(What you are asked to do) Across the listing below, count the lines holding "TextLayout". State the number and nothing more.
Stored data: Begin
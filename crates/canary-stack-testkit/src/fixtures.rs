//! Test fixtures and helpers.
//!
//! Stacks wired for observation, and a catalogue of the corruptions the
//! integrity layer must catch.

use std::panic::{self, AssertUnwindSafe};
use std::sync::Arc;

use canary_stack::{
    CanaryStack, Element, GuardSide, IntegrityError, PanicHandler, Provenance, ReportSink,
    StackConfig,
};
use canary_stack_core::Digest32;
use canary_stack_report::MemorySink;

/// A stack reporting into a shared [`MemorySink`].
pub type MemoryStack = CanaryStack<Arc<MemorySink>>;

/// A stack whose snapshots land in memory and whose fatal path panics.
pub struct StackFixture {
    pub stack: MemoryStack,
    pub sink: Arc<MemorySink>,
}

impl StackFixture {
    /// Create an empty stack with the default configuration.
    pub fn new() -> Self {
        Self::with_config(StackConfig::default())
    }

    /// Create an empty stack. Panics if `config` is invalid.
    pub fn with_config(config: StackConfig) -> Self {
        let sink = Arc::new(MemorySink::new());
        let stack = CanaryStack::builder(Provenance::new(
            "fixture",
            file!(),
            line!(),
            "StackFixture::with_config",
        ))
        .config(config)
        .sink(sink.clone())
        .fatal_handler(PanicHandler)
        .build()
        .unwrap();
        Self { stack, sink }
    }

    /// Create a stack holding `100, 200, ..., n * 100`.
    pub fn filled(n: u32) -> Self {
        let mut fixture = Self::new();
        for value in hundreds(n) {
            fixture.stack.push(value).unwrap();
        }
        fixture
    }
}

impl Default for StackFixture {
    fn default() -> Self {
        Self::new()
    }
}

/// `100, 200, ..., n * 100`.
pub fn hundreds(n: u32) -> impl Iterator<Item = Element> {
    (1..=n).map(|i| f64::from(i) * 100.0)
}

/// Run `f`, which must take the fatal path (panic under [`PanicHandler`]).
pub fn expect_fatal<R>(f: impl FnOnce() -> R) {
    let result = panic::catch_unwind(AssertUnwindSafe(f));
    assert!(result.is_err(), "operation returned instead of taking the fatal path");
}

/// A way to corrupt a stack, and the violation it must produce.
///
/// Every corruption leaves the digests stale, as a stray write would.
/// Fixtures should hold a few elements and spare capacity.
#[derive(Debug, Clone, Copy, PartialEq, Eq)]
pub enum Corruption {
    StructGuardLow,
    StructGuardHigh,
    BufferGuardLow,
    BufferGuardHigh,
    /// Flip a byte of the bottom element.
    LiveElementFlip,
    /// Flip a byte of the topmost released slot.
    ReleasedSlotFlip,
    /// Increase size by one without touching the buffer.
    SizeBump,
    NegativeSize,
    SizePastCapacity,
    /// Double the capacity without reallocating.
    CapacityBump,
    MissingBuffer,
    BufferDigest,
    StructDigest,
    /// Change the stored growth factor.
    ConfigDrift,
}

impl Corruption {
    pub const ALL: [Corruption; 14] = [
        Corruption::StructGuardLow,
        Corruption::StructGuardHigh,
        Corruption::BufferGuardLow,
        Corruption::BufferGuardHigh,
        Corruption::LiveElementFlip,
        Corruption::ReleasedSlotFlip,
        Corruption::SizeBump,
        Corruption::NegativeSize,
        Corruption::SizePastCapacity,
        Corruption::CapacityBump,
        Corruption::MissingBuffer,
        Corruption::BufferDigest,
        Corruption::StructDigest,
        Corruption::ConfigDrift,
    ];

    /// Corrupt `stack` in place.
    pub fn apply<S: ReportSink>(self, stack: &mut CanaryStack<S>) {
        let capacity = stack.capacity();
        let size = stack.guarded().raw_size();
        let buffer_digest = stack.guarded().buffer_digest().value();
        let struct_digest = stack.guarded().struct_digest().value();
        let config = *stack.config();
        let mut injector = stack.fault_injector();

        match self {
            Corruption::StructGuardLow => injector.set_struct_guard(GuardSide::Low, 0),
            Corruption::StructGuardHigh => injector.set_struct_guard(GuardSide::High, u64::MAX),
            Corruption::BufferGuardLow => injector.set_buffer_guard(GuardSide::Low, 0.0),
            Corruption::BufferGuardHigh => injector.set_buffer_guard(GuardSide::High, -1.0),
            Corruption::LiveElementFlip => injector.flip_byte(1, 0),
            Corruption::ReleasedSlotFlip => injector.flip_byte(capacity, 7),
            Corruption::SizeBump => injector.set_size(size + 1),
            Corruption::NegativeSize => injector.set_size(-1),
            Corruption::SizePastCapacity => {
                injector.set_size(i64::try_from(capacity).unwrap_or(i64::MAX - 1) + 1)
            }
            Corruption::CapacityBump => injector.set_capacity(capacity * 2),
            Corruption::MissingBuffer => injector.drop_buffer(),
            Corruption::BufferDigest => injector.set_buffer_digest(Digest32(buffer_digest ^ 1)),
            Corruption::StructDigest => injector.set_struct_digest(Digest32(struct_digest ^ 1)),
            Corruption::ConfigDrift => {
                injector.set_config(config.with_growth_factor(config.growth_factor * 500))
            }
        };
    }

    /// The violation validation reports after [`apply`](Self::apply).
    pub fn expected(self) -> IntegrityError {
        match self {
            Corruption::StructGuardLow => IntegrityError::StructureCorrupted {
                side: GuardSide::Low,
            },
            Corruption::StructGuardHigh => IntegrityError::StructureCorrupted {
                side: GuardSide::High,
            },
            Corruption::BufferGuardLow => IntegrityError::BufferBoundsViolated {
                side: GuardSide::Low,
            },
            Corruption::BufferGuardHigh | Corruption::CapacityBump => {
                IntegrityError::BufferBoundsViolated {
                    side: GuardSide::High,
                }
            }
            Corruption::LiveElementFlip
            | Corruption::ReleasedSlotFlip
            | Corruption::BufferDigest => IntegrityError::BufferContentCorrupted,
            Corruption::SizeBump | Corruption::StructDigest | Corruption::ConfigDrift => {
                IntegrityError::StructureFieldsCorrupted
            }
            Corruption::NegativeSize => IntegrityError::InvalidSize,
            Corruption::SizePastCapacity => IntegrityError::SizeExceedsCapacity,
            Corruption::MissingBuffer => IntegrityError::InvalidBuffer,
        }
    }
}

#[cfg(test)]
mod tests {
    use super::*;

    #[test]
    fn test_filled_fixture() {
        let fixture = StackFixture::filled(3);
        assert_eq!(fixture.stack.inspect(), &[100.0, 200.0, 300.0]);
        assert!(fixture.sink.is_empty());
    }

    #[test]
    fn test_every_corruption_is_classified() {
        for corruption in Corruption::ALL {
            let mut fixture = StackFixture::filled(3);
            corruption.apply(&mut fixture.stack);
            assert_eq!(
                fixture.stack.guarded().validate(),
                Err(corruption.expected()),
                "{corruption:?}"
            );
        }
    }
}
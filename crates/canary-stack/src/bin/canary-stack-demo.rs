//! Demo: push 100, 200, ..., 3000, pop once and write the data listing.
//!
//! Usage: `canary-stack-demo [LOG_PATH]` (defaults to `log.txt`).

use anyhow::Context;
use canary_stack::{canary_stack, render_data, StackConfig, TextFileSink, TextLayout};

fn main() -> anyhow::Result<()> {
    tracing_subscriber::fmt()
        .with_max_level(tracing::Level::DEBUG)
        .init();

    let path = std::env::args().nth(1).unwrap_or_else(|| "log.txt".to_owned());
    let sink = TextFileSink::new(&path, TextLayout::Data);
    let mut stk = canary_stack!(stk, StackConfig::default(), sink)?;

    for i in 1..=30 {
        stk.push(f64::from(i) * 100.0)?;
    }
    let top = stk.pop()?;
    println!("popped {top}");

    let snapshot = stk
        .report()
        .with_context(|| format!("writing {path}"))?;
    print!("{}", render_data(&snapshot));

    let stats = *stk.stats();
    println!(
        "pushes={} pops={} grows={} shrinks={} peak_capacity={}",
        stats.pushes, stats.pops, stats.grows, stats.shrinks, stats.peak_capacity
    );

    stk.destroy()?;
    Ok(())
}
Stored data: End
(The answer) 2